Throughout the entire proceedings, the accused has conceded inferentially that he does not have evidence to support the results he seeks to obtain, and his counsel has assiduously sought to have appellate agencies compel third parties either to prove their official acts were regular or to impeach themselves by supporting his innuendoes. He first proceeded by demanding that the staff judge advocate produce evidence of regularity or irregularity and, when this failed, he petitioned The Judge Advocate General of the Army, the board of review, and this Court to compel that functionary to submit to' his demand. But, in addition, he reached out to snare other individuals working in the office or connected with the case. In each instance, the relief that he requested was denied, and rightly so. The evidence he would like us to order furnished invades the privacy of wholly internal operations in the office of the staff judge advocate, and the questions propounded go so far even as to touch upon the conversations *524between the staff judge advocate and his secretary and any directions the former may have given the latter. By comparison, I might suggest that the accused is seeking to have the Supreme Court order a Court of Appeals judge and his office staff to disclose to a defendant every intimate detail connected with his preparation, circulation, and publication of an opinion. To state the analogy is to show the absurdity of accused’s request. No wonder the staff judge advocate, when he was asked to furnish answers to a long list of inquiries, replied that he declined solely in the interest of orderly procedure.

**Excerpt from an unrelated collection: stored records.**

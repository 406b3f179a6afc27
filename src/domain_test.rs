//! Tests for domain reference counting against the worker.

use crate::domain::{Domain, DomainCore, DomainKind};
use crate::error::{GraphError, Result};
use crate::run::GraphRun;
use crate::worker::{Worker, WorkerConfig};
use parking_lot::Mutex;
use std::sync::Arc;
use std::sync::atomic::{AtomicUsize, Ordering};
use tokio::runtime::Handle;

struct Recorder {
  core: DomainCore,
  terminations: Mutex<Vec<Option<GraphError>>>,
}

impl Recorder {
  fn new(name: &str, worker: &Arc<Worker>) -> Self {
    Self {
      core: DomainCore::new(name, DomainKind::Local, 0, Arc::clone(worker)),
      terminations: Mutex::new(Vec::new()),
    }
  }
}

impl Domain for Recorder {
  fn core(&self) -> &DomainCore {
    &self.core
  }

  fn run(&self, _run: &Arc<GraphRun>) -> Result<()> {
    Ok(())
  }

  fn on_terminate(&self, _run: Option<&Arc<GraphRun>>, error: Option<&GraphError>) {
    self.terminations.lock().push(error.cloned());
  }
}

fn worker() -> (Arc<Worker>, Arc<AtomicUsize>) {
  let worker = Worker::new("domains", Handle::current(), WorkerConfig::default());
  let completed = Arc::new(AtomicUsize::new(0));
  let hook = Arc::clone(&completed);
  worker.on_complete(move || {
    hook.fetch_add(1, Ordering::AcqRel);
  });
  (worker, completed)
}

#[tokio::test]
async fn test_first_acquire_counts_once() {
  let (worker, _) = worker();
  let domain = Recorder::new("a", &worker);
  domain.acquire("init");
  domain.acquire("stream");
  assert_eq!(domain.core().refs(), 2);
  assert_eq!(worker.outstanding(), 1);
  domain.release("stream");
  assert_eq!(worker.outstanding(), 1);
  assert!(!domain.core().is_detached());
  domain.release("init");
  assert!(domain.core().is_detached());
  assert_eq!(worker.outstanding(), 0);
}

#[tokio::test]
async fn test_acquire_after_detach_is_ignored() {
  let (worker, completed) = worker();
  let domain = Recorder::new("a", &worker);
  domain.acquire("init");
  domain.release("init");
  assert_eq!(completed.load(Ordering::Acquire), 1);
  domain.acquire("late");
  assert_eq!(domain.core().refs(), 0);
  assert_eq!(worker.outstanding(), 0);
  domain.release("late");
  assert_eq!(completed.load(Ordering::Acquire), 1);
}

#[tokio::test]
async fn test_notify_finish_runs_once() {
  let (worker, completed) = worker();
  let domain = Recorder::new("a", &worker);
  domain.acquire("init");
  domain.notify_finish(Some(&GraphError::Timeout), true);
  domain.notify_finish(None, true);
  assert!(domain.core().is_terminated());
  assert_eq!(*domain.terminations.lock(), vec![Some(GraphError::Timeout)]);
  assert_eq!(completed.load(Ordering::Acquire), 1);
}

#[tokio::test]
async fn test_run_completes_after_last_domain() {
  let (worker, completed) = worker();
  let first = Recorder::new("first", &worker);
  let second = Recorder::new("second", &worker);
  first.acquire("init");
  second.acquire("init");
  second.acquire("stream");
  first.notify_finish(None, true);
  assert_eq!(completed.load(Ordering::Acquire), 0);
  second.notify_finish(None, true);
  assert_eq!(completed.load(Ordering::Acquire), 0);
  assert_eq!(worker.outstanding(), 1);
  second.release("stream");
  assert_eq!(completed.load(Ordering::Acquire), 1);
  assert_eq!(second.core().kind(), DomainKind::Local);
}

To open up a Pandora box of that sort merely because counsel for an accused states he doubts all is well encourages collateral attacks at all levels and complicates the appellate process.

Aside from the foregoing, I say a board of review will be confused by the lack of discussion or a concrete and understandable disposition by this Court. .The opinion merely states that further inquiry into the matter is warranted, but the board is given no guideposts on how far and to what extent this Court believes an inquisitive accused may probe into the affairs of a quasi-judicial office. Is he, as he insists, entitled to know what restrictions the staff judge advocate places on his secretary, or who gave her any notes concerning the ease, or to whom he or his assistant expresses any opinion about it? Moreover, can this Court or the board of review indiscriminately order third parties to furnish sworn testimony without having been subpoenaed as witnesses in a regular proceeding? Even appellate courts are bound to follow the law before they can legally require witnesses to appear and testify. I could pose many more questions which might help to place this type of proceeding in its true light, but I am sure it would be to no avail. My associates have concluded the accused has been denied a privilege accorded him by the Code but, if so, it could be no more than a right to an impartial review. If they are correct in that conclusion, relief could be given him without impairing the orderliness of the judicial processes merely by directing a new review by another staff judge advocate.